— DESCRIPTION OF THE TASK —
Find the lines in the records that carry the word "penalty". Copy each one.

Segment Start: DATA FOR REVIEW

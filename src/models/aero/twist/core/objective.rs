//! Scaled drag objective driven by the minimizer.

use std::cell::{Cell, RefCell};

use argmin::core::{CostFunction, Error as ArgminError, Gradient};

use crate::support::aero::{AeroSolver, SceneError};

use super::{
    EvaluationError, TwistModel,
    config::{CheckedConfig, FailurePolicy, TwistBounds},
    schedule::TwistSchedule,
};

/// Running record of objective evaluations.
#[derive(Debug, Default)]
pub(super) struct EvaluationLog {
    evaluations: Cell<usize>,
    failures: Cell<usize>,
    best: RefCell<Option<(f64, Vec<f64>)>>,
    aborted: RefCell<Option<EvaluationError>>,
}

impl EvaluationLog {
    pub(super) fn evaluations(&self) -> usize {
        self.evaluations.get()
    }

    pub(super) fn failures(&self) -> usize {
        self.failures.get()
    }

    /// Lowest successful objective value and the twist that produced it.
    pub(super) fn best(&self) -> Option<(f64, Vec<f64>)> {
        self.best.borrow().clone()
    }

    /// Takes the error that stopped the run under [`FailurePolicy::Abort`].
    pub(super) fn take_aborted(&self) -> Option<EvaluationError> {
        self.aborted.borrow_mut().take()
    }

    fn record_success(&self, objective: f64, twist: &[f64]) {
        let mut best = self.best.borrow_mut();
        if best.as_ref().is_none_or(|(value, _)| objective < *value) {
            *best = Some((objective, twist.to_vec()));
        }
    }

    /// Keeps an evaluation error for the driver and hands argmin its message.
    fn abort_on_error<T>(&self, result: Result<T, EvaluationError>) -> Result<T, ArgminError> {
        result.map_err(|error| {
            let message = error.to_string();
            *self.aborted.borrow_mut() = Some(error);
            ArgminError::msg(message)
        })
    }
}

/// Drag coefficient times a scale factor, as a function of twist.
///
/// Stations are fixed; the minimizer only moves the twist angles.
pub(super) struct DragObjective<'a, S> {
    model: &'a TwistModel<'a, S>,
    schedule: &'a TwistSchedule,
    scale_factor: f64,
    fd_step: f64,
    failure_policy: FailurePolicy,
    bounds: Option<TwistBounds>,
    log: &'a EvaluationLog,
}

impl<'a, S: AeroSolver> DragObjective<'a, S> {
    pub(super) fn new(
        model: &'a TwistModel<'a, S>,
        schedule: &'a TwistSchedule,
        config: &CheckedConfig,
        log: &'a EvaluationLog,
    ) -> Self {
        Self {
            model,
            schedule,
            scale_factor: config.scale_factor.into_inner(),
            fd_step: config.fd_step.into_inner(),
            failure_policy: config.failure_policy,
            bounds: config.bounds,
            log,
        }
    }

    /// Applies the twist bounds, if any.
    pub(super) fn clamp(&self, twist: &[f64]) -> Vec<f64> {
        match self.bounds {
            Some(bounds) => twist.iter().map(|&t| bounds.clamp(t)).collect(),
            None => twist.to_vec(),
        }
    }

    /// Returns `scale_factor * cd` at the given twist.
    ///
    /// Under [`FailurePolicy::Penalize`] a failed evaluation returns the
    /// penalty instead of an error.
    ///
    /// # Errors
    ///
    /// Returns the [`EvaluationError`] under [`FailurePolicy::Abort`], or a
    /// [`EvaluationError::SolverFailure`] if the twist cannot form a schedule.
    pub(super) fn scaled_drag(&self, twist: &[f64]) -> Result<f64, EvaluationError> {
        let twist = self.clamp(twist);
        self.log.evaluations.set(self.log.evaluations.get() + 1);

        let result = match self.schedule.with_twist(twist.clone()) {
            Ok(schedule) => self.model.evaluate(&schedule),
            Err(_) => Err(EvaluationError::SolverFailure(SceneError::NonFinite)),
        };

        match result {
            Ok(state) => {
                let objective = state.drag_coefficient() * self.scale_factor;
                self.log.record_success(objective, &twist);
                Ok(objective)
            }
            Err(error) => {
                self.log.failures.set(self.log.failures.get() + 1);
                match self.failure_policy {
                    FailurePolicy::Penalize { penalty } => {
                        log::warn!("evaluation at twist {twist:?} penalized: {error}");
                        Ok(penalty)
                    }
                    FailurePolicy::Abort => Err(error),
                }
            }
        }
    }

    /// Forward-difference gradient of [`Self::scaled_drag`].
    ///
    /// # Errors
    ///
    /// Propagates any error from the underlying evaluations.
    pub(super) fn gradient_fd(&self, twist: &[f64]) -> Result<Vec<f64>, EvaluationError> {
        let h = self.fd_step;
        let center = self.scaled_drag(twist)?;

        let mut perturbed = twist.to_vec();
        let mut gradient = Vec::with_capacity(twist.len());
        for k in 0..twist.len() {
            perturbed[k] = twist[k] + h;
            let value = self.scaled_drag(&perturbed)?;
            perturbed[k] = twist[k];
            gradient.push((value - center) / h);
        }

        Ok(gradient)
    }
}

impl<S> Clone for DragObjective<'_, S> {
    fn clone(&self) -> Self {
        *self
    }
}

impl<S> Copy for DragObjective<'_, S> {}

impl<S: AeroSolver> CostFunction for DragObjective<'_, S> {
    type Param = Vec<f64>;
    type Output = f64;

    fn cost(&self, param: &Self::Param) -> Result<Self::Output, ArgminError> {
        self.log.abort_on_error(self.scaled_drag(param))
    }
}

impl<S: AeroSolver> Gradient for DragObjective<'_, S> {
    type Param = Vec<f64>;
    type Gradient = Vec<f64>;

    fn gradient(&self, param: &Self::Param) -> Result<Self::Gradient, ArgminError> {
        self.log.abort_on_error(self.gradient_fd(param))
    }
}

Segment End: DATA FOR REVIEW

— RESPONSE —
    /// penalty instead of an error.
                    FailurePolicy::Penalize { penalty } => {
                        Ok(penalty)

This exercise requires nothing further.